La finca se iba haciendo más grande a medida que se acercaba. No había ninguna figura femenina fuera de la casa, más allá del campo de alcachofas de cabezas floridas que se inclinaban suavemente con la brisa. Sólo estaba Piero tallando algo de madera cerca de la casa con Xerxes sentado a su lado, contemplando extasiado a su dueño. Daniel le saludó con un grito y el perro fue el primero en contestar con un ladrido que recorrió la isla. Piero levantó la cabeza, y aunque desde la distancia era difícil discernir su expresión, Daniel tuvo la impresión de que se había desilusionado.
El perro corrió a su encuentro y se subió a sus piernas.
—¡Abajo! —le gritó Piero. Estaba cubierto de serrín—. Condenado chucho…
—No pasa nada, Piero —contestó Daniel, ofreciéndole una mano que el hombrón estrechó de mala gana.
—No quiero que te ofendas, Daniel —dijo—, pero ¿qué haces aquí? Seguro que tienes un montón de cosas que hacer en la ciudad, con lo del funeral y el concierto del que habla todo el mundo. ¿Qué te trae a este lugar?
—Un amigo, quizás. Y el recuerdo de momentos más felices.
Piero asintió. Había aceptado su reproche. Se acercó a la tosca mesa de madera que había junto a los árboles, sacó una botella de plástico y sirvió vino tinto en dos vasos.
—Ten —dijo—. Por los compañeros ausentes.
Bebieron, y Daniel recordó que Piero, aun siendo primo de Scacchi, no había sido mencionado en su testamento. A lo mejor estaba molesto por eso.
—Quería hablar contigo —le dijo—. Hay muchas cosas que… no quiero malentendidos, Piero. Yo no redacté el testamento; es más, ni siquiera sabía que existía. Dime lo que quieres de Ca’ Scacchi y lo tendrás.
Piero frunció el ceño y Daniel se dio cuenta inmediatamente de que había cometido un error.
—¿Dinero? ¿Me estás ofreciendo dinero de Scacchi? ¿Es que piensas que lo necesito, Daniel?
—Perdona, Piero. Es que… no sé, me ha parecido que no te hacía gracia verme aquí.

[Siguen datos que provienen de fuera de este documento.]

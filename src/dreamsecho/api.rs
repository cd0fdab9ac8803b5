//! # API Facade
//!
//! The single entry point for journal operations, whatever the client. It
//! owns the per-process state (session, services and settings) and dispatches
//! to `commands/*.rs`.
//!
//! The facade does no business logic and no I/O of its own. It fills in what
//! the commands take as arguments (the current time, the configured defaults)
//! and returns `Result<CmdResult>`.
//!
//! `DreamsApi<S: DreamStore>` is generic over storage:
//! - Production: `DreamsApi<JsonFileStore>`
//! - Testing: `DreamsApi<InMemoryStore>`

use crate::commands;
use crate::config::Settings;
use crate::error::Result;
use crate::model::DreamDraft;
use crate::services::Services;
use crate::session::DreamSession;
use crate::store::DreamStore;
use chrono::Local;

pub struct DreamsApi<S: DreamStore> {
    session: DreamSession<S>,
    services: Services,
    settings: Settings,
}

impl<S: DreamStore> DreamsApi<S> {
    pub fn new(store: S, services: Services, settings: Settings) -> Self {
        Self {
            session: DreamSession::new(store),
            services,
            settings,
        }
    }

    /// Saves a dream, enriching it as the draft asks.
    pub fn add_dream(&mut self, draft: DreamDraft) -> Result<commands::CmdResult> {
        commands::add::run(
            &mut self.session,
            &self.services,
            &self.settings.config,
            &self.settings.paths,
            draft,
            Local::now(),
        )
    }

    pub fn list_dreams(&mut self, filter: &DreamFilter) -> Result<commands::CmdResult> {
        commands::list::run(&mut self.session, filter, Local::now())
    }

    pub fn view_dream(&mut self, id: u64) -> Result<commands::CmdResult> {
        commands::view::run(&mut self.session, id)
    }

    pub fn stats(&mut self) -> Result<commands::CmdResult> {
        commands::stats::run(&mut self.session)
    }

    pub fn config(&self, action: ConfigAction) -> Result<commands::CmdResult> {
        commands::config::run(&self.settings.paths, action)
    }

    pub fn init(&self) -> Result<commands::CmdResult> {
        commands::init::run(&self.settings.paths)
    }

    /// A draft carrying the configured defaults.
    pub fn draft(&self, content: impl Into<String>) -> DreamDraft {
        DreamDraft::new(content).with_analysis(self.settings.config.analyze_by_default)
    }

    pub fn settings(&self) -> &Settings {
        &self.settings
    }

    pub fn session(&self) -> &DreamSession<S> {
        &self.session
    }
}

pub use crate::commands::config::ConfigAction;
pub use commands::list::{DreamFilter, Period};
pub use commands::stats::DreamStats;
pub use commands::{CmdMessage, CmdResult, DreamsPaths, MessageLevel};

#[cfg(test)]
mod tests {
    use super::*;
    use crate::config::{DreamsConfig, DreamsPaths};
    use crate::error::DreamError;
    use crate::store::memory::InMemoryStore;
    use crate::test_utils::{analysis_of, stub_services, StubAnalyzer, StubImageMode};

    fn api(config: DreamsConfig) -> (tempfile::TempDir, DreamsApi<InMemoryStore>) {
        let dir = tempfile::tempdir().unwrap();
        let settings = Settings {
            config,
            paths: DreamsPaths::new(dir.path().to_path_buf()),
            api_key: None,
        };
        let services = stub_services(
            StubAnalyzer::returning(analysis_of(&[("wonder", 1.0)], &["flight"])),
            StubImageMode::Writes,
        );
        (dir, DreamsApi::new(InMemoryStore::new(), services, settings))
    }

    #[test]
    fn add_then_list_view_and_stats() {
        let (_dir, mut api) = api(DreamsConfig::default());
        let draft = api.draft("Flying over rooftops");
        api.add_dream(draft).unwrap();
        api.add_dream(api.draft("Lost keys")).unwrap();

        let listed = api.list_dreams(&DreamFilter::default()).unwrap();
        assert_eq!(listed.listed_dreams.len(), 2);

        let viewed = api.view_dream(1).unwrap();
        assert_eq!(viewed.listed_dreams[0].content, "Flying over rooftops");

        let stats = api.stats().unwrap().stats.unwrap();
        assert_eq!(stats.total, 2);
        assert_eq!(stats.with_analysis, 2);
        assert_eq!(api.session().store().write_count(), 2);
    }

    #[test]
    fn drafts_follow_analyze_by_default() {
        let mut config = DreamsConfig::default();
        config.analyze_by_default = false;
        let (_dir, mut api) = api(config);
        let draft = api.draft("Unexamined");
        let result = api.add_dream(draft).unwrap();
        assert!(result.affected_dreams[0].analysis.is_none());
    }

    #[test]
    fn view_of_missing_dream_fails() {
        let (_dir, mut api) = api(DreamsConfig::default());
        assert!(matches!(api.view_dream(4), Err(DreamError::DreamNotFound(4))));
    }

    #[test]
    fn init_and_config_use_the_data_dir() {
        let (dir, api) = api(DreamsConfig::default());
        api.init().unwrap();
        assert!(dir.path().join("generated").is_dir());

        api.config(ConfigAction::Set("default_style".into(), "anime".into()))
            .unwrap();
        assert!(dir.path().join("config.json").exists());
    }
}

Piero apuró el contenido del vaso.
—Tienes razón, pero no es por ti. Es que odio las muertes. No puedo soportarlo. Trabajé hace un tiempo entre muertos, y no puedo soportarlo. No me verás el viernes en San Michele. Conozco demasiado bien ese lugar. Pero mira, iba a enviar esto. Así me ahorrarás tú el viaje.
Volvió a donde estaba trabajando y sacó del nido de serrín y astillas una pequeña pieza de madera oscura que dejó sobre la mesa.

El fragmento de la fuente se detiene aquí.